If yesterday the PSOE presented as merit a letter signed by leaders such as the German Olaf Scholz, the Brazilian Lula or the Argentine Alberto Fernández supporting Pedro Sánchez, today the Popular Party can boast relevant support in the form of an editorial in the Wall Street Journal.

The North American financial daily analyzes the campaign of 23-J and affirms that it is “a Spanish lesson for Europe” in which “the PP demonstrates how the conservative centrists can win”.

Against the climate of tension and polarization that has been tried to install in the campaign at the national level, the Wall Street Journal assures that Spain votes this Sunday “in what promises to be refreshingly normal elections for Europe”. The newspaper reflects that the polls show that the country “will judge a center-left administration in which they have lost confidence by voting for a center-right party.”. And they add: “This is a surprise right now in Europe.”

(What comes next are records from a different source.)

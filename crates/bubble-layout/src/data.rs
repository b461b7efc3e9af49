#![forbid(unsafe_code)]

//! Input data model: JSON-shaped items and datasets.

use serde::{Deserialize, Serialize};
use serde_json::{Map, Value};

/// One externally supplied item of the dataset.
///
/// Presence of `children` makes the item a container; otherwise it is a leaf
/// and must carry a `value`. Unknown JSON properties are kept in `extra` so
/// tooltip rows can reference them by name.
#[derive(Debug, Clone, PartialEq, Default, Serialize, Deserialize)]
#[serde(rename_all = "camelCase")]
pub struct DataItem {
    /// Identity key, unique across the whole dataset snapshot.
    pub id: String,
    /// Size of a leaf. Ignored on containers.
    #[serde(default, skip_serializing_if = "Option::is_none")]
    pub value: Option<f64>,
    /// Label text; defaults to `id`.
    #[serde(default, skip_serializing_if = "Option::is_none")]
    pub display_text: Option<String>,
    /// Scalar fed to the color scales.
    #[serde(default, skip_serializing_if = "Option::is_none")]
    pub color_value: Option<f64>,
    /// Selected items use the configured override colors.
    #[serde(default, skip_serializing_if = "Option::is_none")]
    pub selected: Option<bool>,
    /// Ordered children; `Some` makes this a container.
    #[serde(default, skip_serializing_if = "Option::is_none")]
    pub children: Option<Vec<DataItem>>,
    /// Remaining properties, verbatim.
    #[serde(flatten)]
    pub extra: Map<String, Value>,
}

impl DataItem {
    /// Create a leaf with the given id and value.
    #[must_use]
    pub fn leaf(id: impl Into<String>, value: f64) -> Self {
        Self {
            id: id.into(),
            value: Some(value),
            ..Self::default()
        }
    }

    /// Create a container with the given children.
    #[must_use]
    pub fn group(id: impl Into<String>, children: Vec<DataItem>) -> Self {
        Self {
            id: id.into(),
            children: Some(children),
            ..Self::default()
        }
    }

    /// Set the color value (builder).
    #[must_use]
    pub fn color_value(mut self, value: f64) -> Self {
        self.color_value = Some(value);
        self
    }

    /// Set the display text (builder).
    #[must_use]
    pub fn display_text(mut self, text: impl Into<String>) -> Self {
        self.display_text = Some(text.into());
        self
    }

    /// Mark the item as selected (builder).
    #[must_use]
    pub fn selected(mut self, selected: bool) -> Self {
        self.selected = Some(selected);
        self
    }

    /// Attach an extra property (builder).
    #[must_use]
    pub fn prop(mut self, key: impl Into<String>, value: impl Into<Value>) -> Self {
        self.extra.insert(key.into(), value.into());
        self
    }

    /// Whether this item is a container.
    #[must_use]
    pub fn is_container(&self) -> bool {
        self.children.is_some()
    }

    /// Label text: `displayText`, falling back to `id`.
    #[must_use]
    pub fn label(&self) -> &str {
        self.display_text.as_deref().unwrap_or(&self.id)
    }

    /// Whether the item is flagged as selected.
    #[must_use]
    pub fn is_selected(&self) -> bool {
        self.selected.unwrap_or(false)
    }

    /// Look up a property by its JSON name.
    ///
    /// Known fields (`id`, `value`, `displayText`, `colorValue`, `selected`)
    /// resolve first, then `extra`.
    #[must_use]
    pub fn get(&self, name: &str) -> Option<Value> {
        match name {
            "id" => Some(Value::from(self.id.as_str())),
            "value" => self.value.map(Value::from),
            "displayText" => self.display_text.as_deref().map(Value::from),
            "colorValue" => self.color_value.map(Value::from),
            "selected" => self.selected.map(Value::from),
            _ => self.extra.get(name).cloned(),
        }
    }

    /// Shallow copy with the child list emptied, as stored on layout nodes.
    /// Containers stay containers.
    pub(crate) fn detached(&self) -> Self {
        Self {
            id: self.id.clone(),
            value: self.value,
            display_text: self.display_text.clone(),
            color_value: self.color_value,
            selected: self.selected,
            children: self.children.as_ref().map(|_| Vec::new()),
            extra: self.extra.clone(),
        }
    }
}

/// A full dataset: one root item or a top-level forest.
#[derive(Debug, Clone, PartialEq, Serialize, Deserialize)]
#[serde(untagged)]
pub enum Dataset {
    /// Ordered top-level items.
    Forest(Vec<DataItem>),
    /// A single root item.
    Tree(DataItem),
}

impl Dataset {
    /// Parse a dataset from JSON text.
    pub fn from_json(text: &str) -> Result<Self, serde_json::Error> {
        serde_json::from_str(text)
    }

    /// Top-level items as a slice.
    #[must_use]
    pub fn top_level(&self) -> &[DataItem] {
        match self {
            Self::Forest(items) => items,
            Self::Tree(item) => std::slice::from_ref(item),
        }
    }

    /// Whether the dataset has no items at all.
    #[must_use]
    pub fn is_empty(&self) -> bool {
        self.top_level().is_empty()
    }
}

impl Default for Dataset {
    fn default() -> Self {
        Self::Forest(Vec::new())
    }
}

impl From<Vec<DataItem>> for Dataset {
    fn from(items: Vec<DataItem>) -> Self {
        Self::Forest(items)
    }
}

impl From<DataItem> for Dataset {
    fn from(item: DataItem) -> Self {
        Self::Tree(item)
    }
}
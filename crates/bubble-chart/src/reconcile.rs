#![forbid(unsafe_code)]

//! Keyed three-way classification of two successive generations.
//!
//! Nodes are matched solely by `id`. Only the visual set (non-root nodes with
//! a positive radius) takes part.
//!
//! # Invariants
//!
//! 1. Every visual id of `next` is either entering or updating, never both.
//! 2. Every visual id of `previous` is either updating or exiting.
//! 3. Entering and updating follow `next` order; exiting follows `previous`
//!    order.
//! 4. Reconciling a generation against itself yields only updating entries
//!    whose two sides are identical.

use std::collections::HashMap;

use bubble_core::geometry::Point;
use bubble_layout::{Generation, LayoutNode};

/// Lifecycle class of an identity within one update cycle.
#[derive(Debug, Clone, Copy, PartialEq, Eq, Hash)]
pub enum Phase {
    /// Present only in the new generation.
    Entering,
    /// Present in both generations.
    Updating,
    /// Present only in the previous generation.
    Exiting,
}

/// One classified identity: the node on each side, where present.
#[derive(Debug, Clone, Copy, PartialEq)]
pub struct Change<'a> {
    /// Node in the previous generation.
    pub previous: Option<&'a LayoutNode>,
    /// Node in the new generation.
    pub next: Option<&'a LayoutNode>,
}

impl<'a> Change<'a> {
    /// The identity key.
    #[must_use]
    pub fn id(&self) -> &'a str {
        match (self.next, self.previous) {
            (Some(node), _) | (None, Some(node)) => node.id(),
            (None, None) => "",
        }
    }

    /// Class implied by which sides are present.
    #[must_use]
    pub fn phase(&self) -> Phase {
        match (self.previous, self.next) {
            (None, _) => Phase::Entering,
            (Some(_), Some(_)) => Phase::Updating,
            (Some(_), None) => Phase::Exiting,
        }
    }
}

/// Result of [`reconcile`].
#[derive(Debug, Clone, Default, PartialEq)]
pub struct Reconciliation<'a> {
    /// `(None, Some(new))` pairs.
    pub entering: Vec<Change<'a>>,
    /// `(Some(old), Some(new))` pairs.
    pub updating: Vec<Change<'a>>,
    /// `(Some(old), None)` pairs.
    pub exiting: Vec<Change<'a>>,
}

impl Reconciliation<'_> {
    /// Total classified identities.
    #[must_use]
    pub fn len(&self) -> usize {
        self.entering.len() + self.updating.len() + self.exiting.len()
    }

    /// Whether nothing was classified.
    #[must_use]
    pub fn is_empty(&self) -> bool {
        self.len() == 0
    }
}

/// Classify every visual identity of `previous` and `next`.
///
/// `previous` is `None` on the first cycle, which makes everything entering.
#[must_use]
pub fn reconcile<'a>(previous: Option<&'a Generation>, next: &'a Generation) -> Reconciliation<'a> {
    let old: HashMap<&str, &LayoutNode> = previous
        .into_iter()
        .flat_map(Generation::visible)
        .map(|n| (n.id(), n))
        .collect();

    let mut result = Reconciliation::default();
    let mut matched = 0usize;
    for node in next.visible() {
        match old.get(node.id()) {
            Some(&prev) => {
                matched += 1;
                result.updating.push(Change {
                    previous: Some(prev),
                    next: Some(node),
                });
            }
            None => result.entering.push(Change {
                previous: None,
                next: Some(node),
            }),
        }
    }

    if matched < old.len()
        && let Some(previous) = previous
    {
        for node in previous.visible() {
            if next.find(node.id()).is_none_or(|n| !n.is_visible()) {
                result.exiting.push(Change {
                    previous: Some(node),
                    next: None,
                });
            }
        }
    }

    result
}

/// Where an exiting node flies to: the canvas edge along the ray from the
/// canvas center through the node.
#[must_use]
pub fn exit_destination(node: &LayoutNode, side: f64) -> Point {
    let half = side / 2.0;
    let theta = (node.y - half).atan2(node.x - half);
    Point::new(half * (1.0 + theta.cos()), half * (1.0 + theta.sin()))
}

The editorial analyzes that the “dissatisfaction” with Pedro Sánchez comes from “many angles” and recalls the confinements during the pandemic “among the strictest in Europe” and “unpopular”, while underlining a “slow” economic recovery, contrary to the data that the Government presumes.

“Mr. Sánchez has also crossed a multitude of cultural red lines in Spanish politics,” reports the Wall Street Journal, which underlines the “convenient alliances in Congress with regional separatist and communist parties.”. “It brings to light controversies related to the Franco dictatorship. Franco died in 1975”, he concludes on the management of the Government.

These ingredients, the WSJ editorial analyzes, lay the foundations for a possible victory for the Popular Party that would mean “a healthy development” by ensuring that “a center-right European party can succeed with a conservative political strategy that also appeals to centrist voters.”

The Wall Street Journal also removes weight from the expectation of a hypothetical pact with Vox. “If the Popular Party wins, it will be because it has managed to raise a large tent that can accommodate centrist liberals and some of the conservatives who defend national unity and who went to Vox in past elections,” he analyzes.. “Mr. Feijóo may need to form a coalition government with Vox, but with sufficient support he will be able to do so from a position of strength,” he says.

The editorial also ensures that the PP campaign should be “a lesson for conservatives” around the world: “It has not drifted to the left on economic or cultural issues as the British Tories or Angela Merkel's Christian Democrats in Germany have done.. Nor has it gone very far in the other direction with an all-out culture war of the sort called for by National Conservative voters, which would have alienated centrist voters.”

In this sense, the Wall Street Journal article on the 23-J elections praises that Feijóo does not promise a revolution in the style of Ronald Reagan or Margaret Thatcher, but does offer a different model to “a right-wing version of the redistribution of the left”.

On cultural issues, the newspaper analyzes that the PP is fighting in areas where there are “great consensuses”, such as the fight against separatism and the retreat from “radical policies” carried out by Sánchez, such as the one referring to transgender policies, “at the same time that it ignores complaints from the right about homosexual marriage and other issues that society considers closed.”